The visual evolution of each Polyester issue is true to its statement aesthetic and has only grown more distinctive since Ione started designing the spreads herself. After independently learning Adobe InDesign in 2016, she felt better able to translate the ideas in her head onto the pages, and the magazine has steadily become a stronger reflection of her creative vision. Ione doesn’t subject her work to the rules of what print should or shouldn’t be; she refuses to leave pages with a speck of white and loves to incorporate different shapes and colours.
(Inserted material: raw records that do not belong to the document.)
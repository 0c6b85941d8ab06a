//! # Order Repository
//!
//! Database operations for orders and their items.
//!
//! Order rows and items are only ever written inside the order creation
//! transaction (see the order service); after that, the single mutable
//! field is `status`, changed through [`OrderRepository::transition_status`].

use chrono::Utc;
use sqlx::{SqliteConnection, SqlitePool};
use tracing::debug;

use crate::error::{DbError, DbResult};
use truebite_core::{CoreError, Order, OrderItem, OrderStatus};

const ORDER_COLUMNS: &str = "id, customer_id, chef_id, delivery_person_id, status, \
                             subtotal_cents, discount_cents, delivery_fee_cents, \
                             total_cents, order_time, delivery_time";
const ITEM_COLUMNS: &str = "id, order_id, dish_id, quantity, price_cents, line_no, created_at";

/// Repository for order database operations.
#[derive(Debug, Clone)]
pub struct OrderRepository {
    pool: SqlitePool,
}

impl OrderRepository {
    /// Creates a new OrderRepository.
    pub fn new(pool: SqlitePool) -> Self {
        OrderRepository { pool }
    }

    /// Gets an order with its items (in cart order).
    pub async fn get_by_id(&self, id: &str) -> DbResult<Option<Order>> {
        let order = sqlx::query_as::<_, Order>(&format!(
            "SELECT {ORDER_COLUMNS} FROM orders WHERE id = ?1"
        ))
        .bind(id)
        .fetch_optional(&self.pool)
        .await?;

        let Some(mut order) = order else {
            return Ok(None);
        };

        order.items = self.get_items(id).await?;
        Ok(Some(order))
    }

    /// Gets all items for an order, in cart order.
    pub async fn get_items(&self, order_id: &str) -> DbResult<Vec<OrderItem>> {
        let items = sqlx::query_as::<_, OrderItem>(&format!(
            "SELECT {ITEM_COLUMNS} FROM order_items WHERE order_id = ?1 ORDER BY line_no"
        ))
        .bind(order_id)
        .fetch_all(&self.pool)
        .await?;

        Ok(items)
    }

    /// Lists a customer's orders, newest first, items included.
    pub async fn list_for_customer(&self, customer_id: &str, limit: i64) -> DbResult<Vec<Order>> {
        let mut orders = sqlx::query_as::<_, Order>(&format!(
            "SELECT {ORDER_COLUMNS} FROM orders \
             WHERE customer_id = ?1 ORDER BY order_time DESC LIMIT ?2"
        ))
        .bind(customer_id)
        .bind(limit)
        .fetch_all(&self.pool)
        .await?;

        for order in &mut orders {
            order.items = self.get_items(&order.id).await?;
        }

        Ok(orders)
    }

    /// Counts all order rows. Used by tests asserting atomicity.
    pub async fn count(&self) -> DbResult<i64> {
        let count: i64 = sqlx::query_scalar("SELECT COUNT(*) FROM orders")
            .fetch_one(&self.pool)
            .await?;

        Ok(count)
    }

    /// Moves an order to a new lifecycle status.
    ///
    /// One conditional UPDATE guards against racing transitions: the row
    /// only changes if it is still in a non-terminal state, so a concurrent
    /// transition is never silently overwritten after the fact (last writer
    /// wins, but never past DELIVERED or CANCELLED). Reaching DELIVERED
    /// stamps the delivery time.
    pub async fn transition_status(&self, order_id: &str, status: OrderStatus) -> DbResult<()> {
        let now = Utc::now();

        let result = sqlx::query(
            r#"
            UPDATE orders SET
                status = ?2,
                delivery_time = CASE WHEN ?2 = 'DELIVERED' THEN ?3 ELSE delivery_time END
            WHERE id = ?1 AND status NOT IN ('DELIVERED', 'CANCELLED')
            "#,
        )
        .bind(order_id)
        .bind(status)
        .bind(now)
        .execute(&self.pool)
        .await?;

        if result.rows_affected() == 0 {
            // Missing order or terminal state; look to tell which.
            let current: Option<OrderStatus> =
                sqlx::query_scalar("SELECT status FROM orders WHERE id = ?1")
                    .bind(order_id)
                    .fetch_optional(&self.pool)
                    .await?;

            return match current {
                None => Err(DbError::not_found("Order", order_id)),
                Some(from) => Err(CoreError::InvalidTransition { from, to: status }.into()),
            };
        }

        debug!(order_id = %order_id, status = %status, "Order status updated");

        Ok(())
    }

    /// Inserts an order row inside the creation transaction.
    pub async fn insert_tx(conn: &mut SqliteConnection, order: &Order) -> DbResult<()> {
        debug!(id = %order.id, total = order.total_cents, "Inserting order");

        sqlx::query(
            r#"
            INSERT INTO orders (
                id, customer_id, chef_id, delivery_person_id, status,
                subtotal_cents, discount_cents, delivery_fee_cents, total_cents,
                order_time, delivery_time
            ) VALUES (?1, ?2, ?3, ?4, ?5, ?6, ?7, ?8, ?9, ?10, ?11)
            "#,
        )
        .bind(&order.id)
        .bind(&order.customer_id)
        .bind(&order.chef_id)
        .bind(&order.delivery_person_id)
        .bind(order.status)
        .bind(order.subtotal_cents)
        .bind(order.discount_cents)
        .bind(order.delivery_fee_cents)
        .bind(order.total_cents)
        .bind(order.order_time)
        .bind(order.delivery_time)
        .execute(conn)
        .await?;

        Ok(())
    }

    /// Inserts one order item inside the creation transaction.
    ///
    /// ## Snapshot Pattern
    /// The dish price is copied onto the item. Catalog price changes must
    /// never retroactively reprice an existing order.
    pub async fn insert_item_tx(conn: &mut SqliteConnection, item: &OrderItem) -> DbResult<()> {
        sqlx::query(
            r#"
            INSERT INTO order_items (
                id, order_id, dish_id, quantity, price_cents, line_no, created_at
            ) VALUES (?1, ?2, ?3, ?4, ?5, ?6, ?7)
            "#,
        )
        .bind(&item.id)
        .bind(&item.order_id)
        .bind(&item.dish_id)
        .bind(item.quantity)
        .bind(item.price_cents)
        .bind(item.line_no)
        .bind(item.created_at)
        .execute(conn)
        .await?;

        Ok(())
    }
}
//! # Error Types
//!
//! Domain-specific error types for truebite-core.
//!
//! ## Error Hierarchy
//! ```text
//! ┌─────────────────────────────────────────────────────────────────────────┐
//! │                         Error Types                                     │
//! │                                                                         │
//! │  truebite-core errors (this file)                                      │
//! │  └── CoreError   - cart validation, policy and pricing failures        │
//! │                                                                         │
//! │  truebite-db errors (separate crate)                                   │
//! │  └── DbError     - storage failures, not-found, wraps CoreError        │
//! │                                                                         │
//! │  Flow: CoreError → DbError → routing layer → client                    │
//! └─────────────────────────────────────────────────────────────────────────┘
//! ```
//!
//! ## Design Principles
//! 1. Use `thiserror` for derive macros (not manual impl)
//! 2. Include context in error messages (dish id, amounts, statuses)
//! 3. Errors are enum variants, never String
//! 4. Policy rejections (blacklist, insufficient funds) are never retried

use thiserror::Error;

use crate::types::OrderStatus;

/// Business rule violations and validation failures.
///
/// Three caller-facing categories share this enum:
/// - validation errors: the caller can fix the request and resubmit
/// - policy errors: business-rule rejections, surfaced verbatim
/// - state errors: the order is not in a state that allows the operation
#[derive(Debug, Error)]
pub enum CoreError {
    /// The submitted cart has zero lines.
    #[error("Cart is empty")]
    EmptyCart,

    /// A cart line requested a non-positive quantity.
    #[error("Invalid quantity {quantity} for dish {dish_id}")]
    InvalidQuantity { dish_id: String, quantity: i64 },

    /// A cart line referenced a dish that does not exist.
    #[error("Dish not found: {0}")]
    DishNotFound(String),

    /// The dish exists but is currently not orderable.
    #[error("Dish '{name}' is not available")]
    DishUnavailable { name: String },

    /// The dish is VIP-exclusive and the customer is not VIP.
    #[error("Dish '{name}' is VIP-only")]
    VipOnlyDish { name: String },

    /// The requested status name is not part of the delivery lifecycle.
    #[error("Invalid status: {0}")]
    InvalidStatus(String),

    /// The order is in a terminal state and cannot transition further.
    #[error("Order is {from}, cannot transition to {to}")]
    InvalidTransition { from: OrderStatus, to: OrderStatus },

    /// A deposit, refund or payment amount was zero or negative.
    #[error("Amount must be positive, got {amount_cents} cents")]
    InvalidAmount { amount_cents: i64 },

    /// The customer account is restricted and may not place orders.
    #[error("Customer account is restricted: {0}")]
    CustomerBlacklisted(String),

    /// The wallet balance does not cover the requested debit.
    ///
    /// ## When This Occurs
    /// - Order total exceeds the wallet balance at authorization time
    /// - A concurrent debit on the same wallet won the conditional update
    #[error("Insufficient funds: balance {balance_cents} cents, required {required_cents} cents")]
    InsufficientFunds {
        balance_cents: i64,
        required_cents: i64,
    },
}

/// Convenience type alias for Results with CoreError.
pub type CoreResult<T> = Result<T, CoreError>;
When approaching the creation of a new issue, the Polyester team sits down to brainstorm ideas, starting with the theme before moving on to cover stars and photoshoot concepts. A decade in, the magazine is at a stage where brands pitch their talent to be featured, which is a testament to its influence and cultural impact. This growth is reflected in both the Polyester community and the internal team. Over the years, Ione has been able to employ a group of creatives to support her vision, and she feels lucky to have a team where each opinion is valued. Their collaboration has been essential in shaping Polyester into what it is today.
Polyester has already won so much for its community, carving out space for marginalised groups to express themselves authentically in all their weird, camp and trashy ways. The zine promises to always hold this space, and Ione vows never to assimilate into the mainstream.